Hi, I have a python script that handles creating a collection as follows (on sandbox cluster), using voyage ai voyage-multimodal-3:
The collection gets created successfully on the sandbox and inserts are created, generating the vectorized embeddings for the text content.
# Define properties for multimodal data
properties = [
Property(name="title", data_type=DataType.TEXT, description="File generated title"),
Property(name="classification", data_type=DataType.TEXT, description="File generated classification"),
Property(name="tags", data_type=DataType.TEXT_ARRAY, description="File generated tags"),
Property(name="file_name", data_type=DataType.TEXT, description="Original file name"),
Property(name="file_type", data_type=DataType.TEXT, description="Original file MIME type"),
Property(name="content_type", data_type=DataType.TEXT, description="'text' or 'image'"),
Property(name="chunk_index", data_type=DataType.INT, description="Index of the chunk within the file"),
# Store text content directly
Property(name="text_content", data_type=DataType.TEXT, description="Text chunk content", skip_vectorization=False), # Make sure this is vectorized
# Store images as base64 encoded blobs
Property(name="image_content", data_type=DataType.BLOB, description="Base64 encoded image content", skip_vectorization=False), # Ensure this is vectorized too
]
client.collections.create(
name=collection_name,
# Configure the multimodal vectorizer using Voyage AI multimodal
vectorizer_config=[
Configure.NamedVectors.multi2vec_voyageai(
model='voyage-multimodal-3',
name="namedvector-name",
# Define the fields to be used for the vectorization - using image_fields, text_fields
image_fields=[
Multi2VecField(name="image_content", weight=0.25)
],
text_fields=[
Multi2VecField(name="text_content", weight=0.75)
],
# Configure vector index (HNSW is default and usually good)
vector_index_config=Configure.VectorIndex.hnsw(
quantizer=Configure.VectorIndex.Quantizer.bq(),
distance_metric=VectorDistances.COSINE, # Cosine is common for embeddings
filter_strategy=VectorFilterStrategy.SWEEPING # or ACORN (Available from Weaviate v1.27.0)
),
)
],
multi_tenancy_config=Configure.multi_tenancy(enabled=False), # Assuming single tenancy for now
properties=properties
)
When fetching list of objects from the collection on Nextjs frontend, just for testing, everything seems to work fine and I get a list of all chunked objects, using the following code:
const collection = weaviateClient.collections.get('collection-name');
const result = await collection.query.fetchObjects({
limit: 1,
returnProperties: ['title', 'tags', 'text_content'],
})
But when I try to query based on nearText ( also providing the named vector name), it doesn’t work!
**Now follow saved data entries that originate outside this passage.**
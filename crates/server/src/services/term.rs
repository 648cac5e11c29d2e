use std::sync::Arc;

use sqlx::SqlitePool;

use super::AuditService;
use crate::auth::AuthUser;
use crate::error::{AppError, AppResult, FieldError};
use crate::models::{
    CatalogItem, NewTerm, Operation, Page, PageParams, Term, TermFilter, TermItem, TermItemTypeId,
    UpdateTerm,
};
use crate::repositories::{
    Catalog, EmployeeRepository, ReferenceRepository, TermData, TermRepository,
};

const MODULE: &str = "lending";

/// Responsibility terms for items that are not assets: tool kits, uniforms, chips
pub struct TermService {
    db: SqlitePool,
    audit: Arc<AuditService>,
}

impl TermService {
    pub fn new(db: SqlitePool, audit: Arc<AuditService>) -> Self {
        Self { db, audit }
    }

    pub async fn create_term(&self, actor: &AuthUser, data: NewTerm) -> AppResult<Term> {
        let mut errors = Vec::new();

        if !EmployeeRepository::exists(&self.db, data.employee_id).await? {
            errors.push(FieldError::new(
                "employeeId",
                format!("Colaborador não existe. {}", data.employee_id),
            ));
        }
        if let Some(workload_id) = data.workload_id {
            if !ReferenceRepository::catalog_exists(&self.db, Catalog::Workload, workload_id).await? {
                errors.push(FieldError::new(
                    "workloadId",
                    format!("Lotação não existe. {}", workload_id),
                ));
            }
        }
        if !ReferenceRepository::cost_center_exists(&self.db, data.cost_center_id).await? {
            errors.push(FieldError::new(
                "costCenterId",
                format!("Centro de Custo não existe. {}", data.cost_center_id),
            ));
        }
        let item = match TermItemTypeId::from_id(data.type_id) {
            Some(item_type) => term_item(item_type, &data, &mut errors),
            None => {
                errors.push(FieldError::new(
                    "typeId",
                    format!("Tipo de Termo não existe. {}", data.type_id),
                ));
                TermItem::default()
            }
        };
        AppError::check(errors)?;

        let mut tx = self.db.begin().await?;
        let id = TermRepository::create_with_executor(
            &mut *tx,
            &TermData {
                employee_id: data.employee_id,
                type_id: data.type_id,
                workload_id: data.workload_id,
                cost_center_id: data.cost_center_id,
                manager: data.manager,
                business_executive: data.business_executive,
                project: data.project,
                location: data.location,
                observations: data.observations,
                glpi_number: data.glpi_number,
            },
        )
        .await?;
        TermRepository::create_item(&mut *tx, id, &item).await?;
        tx.commit().await?;

        self.audit
            .record(Some(actor.id()), MODULE, "term", Operation::Create, Some(id))
            .await;
        tracing::info!("Created term {} for employee {}", id, data.employee_id);

        self.get_term(id).await
    }

    /// Only observations and the GLPI ticket change after creation.
    pub async fn update_term(&self, actor: &AuthUser, id: i64, data: UpdateTerm) -> AppResult<Term> {
        self.get_term(id).await?;
        TermRepository::update(
            &self.db,
            id,
            data.observations.as_deref(),
            data.glpi_number.as_deref(),
        )
        .await?;

        self.audit
            .record(Some(actor.id()), MODULE, "term", Operation::Update, Some(id))
            .await;
        self.get_term(id).await
    }

    pub async fn get_term(&self, id: i64) -> AppResult<Term> {
        TermRepository::get_by_id(&self.db, id)
            .await?
            .ok_or_else(|| AppError::not_found("termId", "Termo de Responsabilidade não encontrado"))
    }

    pub async fn list_terms(&self, filter: &TermFilter, page: PageParams) -> AppResult<Page<Term>> {
        page.validate()?;
        let (items, total) = TermRepository::list(&self.db, filter, page).await?;
        Ok(Page::new(items, total, page))
    }

    pub async fn list_statuses(&self, search: Option<&str>) -> AppResult<Vec<CatalogItem>> {
        Ok(ReferenceRepository::list_catalog(&self.db, Catalog::TermStatus, search).await?)
    }

    pub async fn list_item_types(&self, search: Option<&str>) -> AppResult<Vec<CatalogItem>> {
        Ok(ReferenceRepository::list_catalog(&self.db, Catalog::TermItemType, search).await?)
    }
}

/// The item row for a term type, pushing an error per missing field
fn term_item(item_type: TermItemTypeId, data: &NewTerm, errors: &mut Vec<FieldError>) -> TermItem {
    let description = data
        .description
        .as_deref()
        .map(str::trim)
        .filter(|d| !d.is_empty())
        .map(str::to_string);
    if description.is_none() {
        errors.push(FieldError::new("description", "Descrição é obrigatória"));
    }

    match item_type {
        TermItemTypeId::ToolKit => TermItem {
            description,
            ..Default::default()
        },
        TermItemTypeId::Uniform => {
            if data.size.is_none() {
                errors.push(FieldError::new("size", "Tamanho é obrigatório"));
            }
            match data.quantity {
                Some(quantity) if quantity > 0 => {}
                _ => errors.push(FieldError::new("quantity", "Quantidade deve ser maior que zero")),
            }
            if data.value.is_some_and(|value| value < 0.0) {
                errors.push(FieldError::new("value", "Valor não pode ser negativo"));
            }
            TermItem {
                description,
                size: data.size.map(|size| size.as_str().to_string()),
                quantity: data.quantity,
                value: data.value,
                ..Default::default()
            }
        }
        TermItemTypeId::Chip => {
            let line_number = data
                .line_number
                .as_deref()
                .map(str::trim)
                .filter(|l| !l.is_empty())
                .map(str::to_string);
            if line_number.is_none() {
                errors.push(FieldError::new("lineNumber", "Linha é obrigatória"));
            }
            TermItem {
                description,
                line_number,
                operator: data.operator.clone(),
                ..Default::default()
            }
        }
    }
}

#[cfg(test)]
mod tests {
    use super::*;
    use crate::models::ItemSize;
    use crate::testing::{test_pool, Fixtures};

    async fn setup() -> (TermService, SqlitePool, AuthUser) {
        let pool = test_pool().await;
        let audit = Arc::new(AuditService::new(pool.clone()));
        let actor = Fixtures::staff(&pool).await;
        (TermService::new(pool.clone(), audit), pool, actor)
    }

    #[tokio::test]
    async fn test_create_uniform_term() {
        let (service, pool, actor) = setup().await;
        let employee = Fixtures::employee(&pool, "000600", "Joana Alves").await;
        let cost_center = Fixtures::cost_center(&pool, "6.00").await;

        let term = service
            .create_term(
                &actor,
                NewTerm {
                    employee_id: employee,
                    type_id: 2,
                    workload_id: Some(2),
                    cost_center_id: cost_center,
                    description: Some("Camisa polo".into()),
                    size: Some(ItemSize::G),
                    quantity: Some(2),
                    value: Some(59.9),
                    ..Default::default()
                },
            )
            .await
            .unwrap();

        assert_eq!(term.item_type.name, "Fardamento");
        assert!(term.status.is_none());
        assert_eq!(term.item.size.as_deref(), Some("G"));
        assert_eq!(term.item.quantity, Some(2));
        assert_eq!(term.employee.full_name, "Joana Alves");

        let updated = service
            .update_term(
                &actor,
                term.id,
                UpdateTerm {
                    glpi_number: Some("GLPI-77".into()),
                    ..Default::default()
                },
            )
            .await
            .unwrap();
        assert_eq!(updated.glpi_number.as_deref(), Some("GLPI-77"));

        let page = service
            .list_terms(
                &TermFilter {
                    search: Some("polo".into()),
                    ..Default::default()
                },
                PageParams::default(),
            )
            .await
            .unwrap();
        assert_eq!(page.total, 1);
    }

    #[tokio::test]
    async fn test_item_fields_follow_type() {
        let (service, pool, actor) = setup().await;
        let employee = Fixtures::employee(&pool, "000610", "Caio Nunes").await;
        let cost_center = Fixtures::cost_center(&pool, "6.10").await;

        let err = service
            .create_term(
                &actor,
                NewTerm {
                    employee_id: employee,
                    type_id: 2,
                    cost_center_id: cost_center,
                    description: Some("Calça".into()),
                    ..Default::default()
                },
            )
            .await
            .unwrap_err();
        match err {
            AppError::Validation(errors) => {
                let fields: Vec<&str> = errors.iter().map(|e| e.field.as_str()).collect();
                assert_eq!(fields, vec!["size", "quantity"]);
            }
            other => panic!("unexpected error: {other:?}"),
        }

        let err = service
            .create_term(
                &actor,
                NewTerm {
                    employee_id: 999,
                    type_id: 9,
                    cost_center_id: 999,
                    ..Default::default()
                },
            )
            .await
            .unwrap_err();
        match err {
            AppError::Validation(errors) => {
                let fields: Vec<&str> = errors.iter().map(|e| e.field.as_str()).collect();
                assert_eq!(fields, vec!["employeeId", "costCenterId", "typeId"]);
            }
            other => panic!("unexpected error: {other:?}"),
        }
    }

    #[tokio::test]
    async fn test_catalogues() {
        let (service, _pool, _actor) = setup().await;
        assert_eq!(service.list_statuses(None).await.unwrap().len(), 4);
        let types = service.list_item_types(Some("chip")).await.unwrap();
        assert_eq!(types.len(), 1);
        assert_eq!(types[0].id, 3);
    }
}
Just errors in a try catch block. I tried the following:
const result = await collection.query.nearText('any search text', {
limit: 2,
})
for (let object of result.objects) {
console.log(JSON.stringify(object.properties, null, 2));
//console.log(JSON.stringify(object.metadata?.distance, null, 2));
}
const result = await myNVCollection.query.nearText('any search text', {
targetVector: 'namedvector-name',
limit: 2,
})
for (let object of result.objects) {
console.log(JSON.stringify(object.properties, null, 2));
//console.log(JSON.stringify(object.metadata?.distance, null, 2));
}
What am I doing wrong? Why can I fetch all objects directly but can’t use nearText? Am I configuring the collection inappropriately for nearText or nearVector search? Thank you!
Server Setup Information
- Weaviate Server Version: 1.30.0
- Deployment Method: localhost connecting to Weaviate Cloud Sandbox
- Multi Node? none
- Client Language and Version: Python & Next.js (JS/TS Client v3)
- Multitenancy?: False